Dennis Ritchie: This has always been a bit of a mystery to me to understand in any kind of detail. Obviously the use of C[1] was during early times (meaning the '70s and much of the '80s) considerably encouraged by its use as the lingua franca of Unix during the period that Unix was growing in the research and academic community, and then when Unix was taken up as the software basis for the workstation industry of the '80s. This in turn had to do in part with the non-political nature of C and Unix (not tied to a power in computer hardware until post-1984). There were also technical and semi-technical aspects: the language turned out to be well-placed both for describing things at a high enough level so that portability across hardware was feasible, but simple enough in its requirements to make it cheap to implement.
Bjarne Stroustrup: C and C++ became popular because they were flexible, cheap, and more efficient than alternatives. C owes much of its initial popularity to the popularity of Unix. C++ owes much of its initial popularity to its high degree of compatibility with C.
It was very important success of C and C++ that AT&T didn't try to monopolize these languages, but allowed its researchers to support the creation of alternative implementations. Also, AT&T fully supported ANSI and ISO standardization of C and C++ as soon as these efforts started. There was no systematic marketing of C or C++ before they became established languages and multiple vendors started competing. This non-commercial spread of C and C++ appealed strongly to many programmers.
Java is a very different design from the other two languages and appears to have a very different philosophy. It owes much of its initial popularity to the most intense marketing campaign ever mounted for a programming language. From its initial commercial debut onward, Java was marketed as radically different from, and better than, all other languages. Interestingly, Java was marketed to individuals at all organizational levels -- not just to programmers.
I suspect that the root of many of the differences between C/C++ and Java is that AT&T is primarily a user (a consumer) of computers, languages, and tools, whereas Sun is primarily a vendor of such things.
Just to remind people: Both C and C++ were invented in the Computer Science Research Center of Bell Labs in Murray Hill and found their initial serious use within Bell Labs and AT&T. Then, Bell labs was the R&D arm of AT&T. Now, part of Bell Labs is the R&D arm of Lucent and part stayed with AT&T under the name "AT&T Labs."

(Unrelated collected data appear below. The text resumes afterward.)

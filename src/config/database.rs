//! Database configuration module.
//!
//! This module handles `SQLite` connections and table creation using `SeaORM`. Two stores
//! exist: the backend database (profiles, sessions, rooms, memberships, transactions) and
//! the local on-device cache (cache entries and the offline sync queue). Tables are
//! generated from the entity definitions with `Schema::create_table_from_entity`, so the
//! schema always matches the Rust structs without hand-written SQL.

use crate::entities::{
    CacheEntry, Profile, Room, RoomMember, RoomMemberColumn, Session, SyncQueueItem, Transaction,
};
use crate::errors::Result;
use sea_orm::sea_query::Index;
use sea_orm::{ConnectionTrait, Database, DatabaseConnection, Schema};

const DEFAULT_DATABASE_URL: &str = "sqlite://data/roommate_tracker.sqlite?mode=rwc";
const DEFAULT_CACHE_DATABASE_URL: &str = "sqlite://data/local_cache.sqlite?mode=rwc";

/// Gets the backend database URL from `DATABASE_URL`, falling back to `configured`
/// and finally to a local `SQLite` file.
#[must_use]
pub fn get_database_url(configured: Option<&str>) -> String {
    std::env::var("DATABASE_URL").unwrap_or_else(|_| {
        configured.map_or_else(|| DEFAULT_DATABASE_URL.to_string(), ToString::to_string)
    })
}

/// Gets the local cache URL from `CACHE_DATABASE_URL`, falling back to `configured`
/// and finally to a local `SQLite` file.
#[must_use]
pub fn get_cache_database_url(configured: Option<&str>) -> String {
    std::env::var("CACHE_DATABASE_URL").unwrap_or_else(|_| {
        configured.map_or_else(|| DEFAULT_CACHE_DATABASE_URL.to_string(), ToString::to_string)
    })
}

/// Establishes a connection to the given database URL.
pub async fn create_connection(database_url: &str) -> Result<DatabaseConnection> {
    Database::connect(database_url).await.map_err(Into::into)
}

/// Creates the backend tables (profiles, sessions, rooms, memberships, transactions)
/// and the unique `(room_id, user_id)` membership index.
pub async fn create_backend_tables(db: &DatabaseConnection) -> Result<()> {
    let builder = db.get_database_backend();
    let schema = Schema::new(builder);

    let profile_table = schema
        .create_table_from_entity(Profile)
        .if_not_exists()
        .to_owned();
    let session_table = schema
        .create_table_from_entity(Session)
        .if_not_exists()
        .to_owned();
    let room_table = schema
        .create_table_from_entity(Room)
        .if_not_exists()
        .to_owned();
    let member_table = schema
        .create_table_from_entity(RoomMember)
        .if_not_exists()
        .to_owned();
    let transaction_table = schema
        .create_table_from_entity(Transaction)
        .if_not_exists()
        .to_owned();

    db.execute(builder.build(&profile_table)).await?;
    db.execute(builder.build(&session_table)).await?;
    db.execute(builder.build(&room_table)).await?;
    db.execute(builder.build(&member_table)).await?;
    db.execute(builder.build(&transaction_table)).await?;

    let membership_index = Index::create()
        .name("idx_room_members_room_user")
        .table(RoomMember)
        .col(RoomMemberColumn::RoomId)
        .col(RoomMemberColumn::UserId)
        .unique()
        .if_not_exists()
        .to_owned();
    db.execute(builder.build(&membership_index)).await?;

    Ok(())
}

/// Creates the local cache tables (cache entries and the sync queue).
pub async fn create_cache_tables(db: &DatabaseConnection) -> Result<()> {
    let builder = db.get_database_backend();
    let schema = Schema::new(builder);

    let entry_table = schema
        .create_table_from_entity(CacheEntry)
        .if_not_exists()
        .to_owned();
    let queue_table = schema
        .create_table_from_entity(SyncQueueItem)
        .if_not_exists()
        .to_owned();

    db.execute(builder.build(&entry_table)).await?;
    db.execute(builder.build(&queue_table)).await?;

    Ok(())
}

None of these languages was radically different or dramatically better than other contemporary languages. They were, however, good enough and the beneficiaries of luck and "social" factors such as Unix, low price, marketing (Java only), etc.
Among technical factors, C and C++ benefited from their closeness to machine and absence of artificial restrictions on what can be expressed. That allows low-level systems work to be done in these languages and for the full performance of a machine to be delivered to its users. Java benefited from running in its own virtual machine and from coming with a large set of libraries that decrease the time needed for a programmer to become productive. Unix gave a similar boost to C. In contrast, the C++ world suffers from fragmentation of its huge base of libraries, many of which are proprietary and supplied by competing vendors.
James Gosling: I think that the number one reason is that it's been generally a very pragmatic family of languages. By and large they weren't experiments in language design; they were put together as tools by people who wanted to do something else. C was very largely driven by the writing of the Unix operating system and all the utilities in it, and so a lot of the things that are in C are straight from what it takes to build an efficient operating system, and also what it takes to do that on a machine that only has 32K.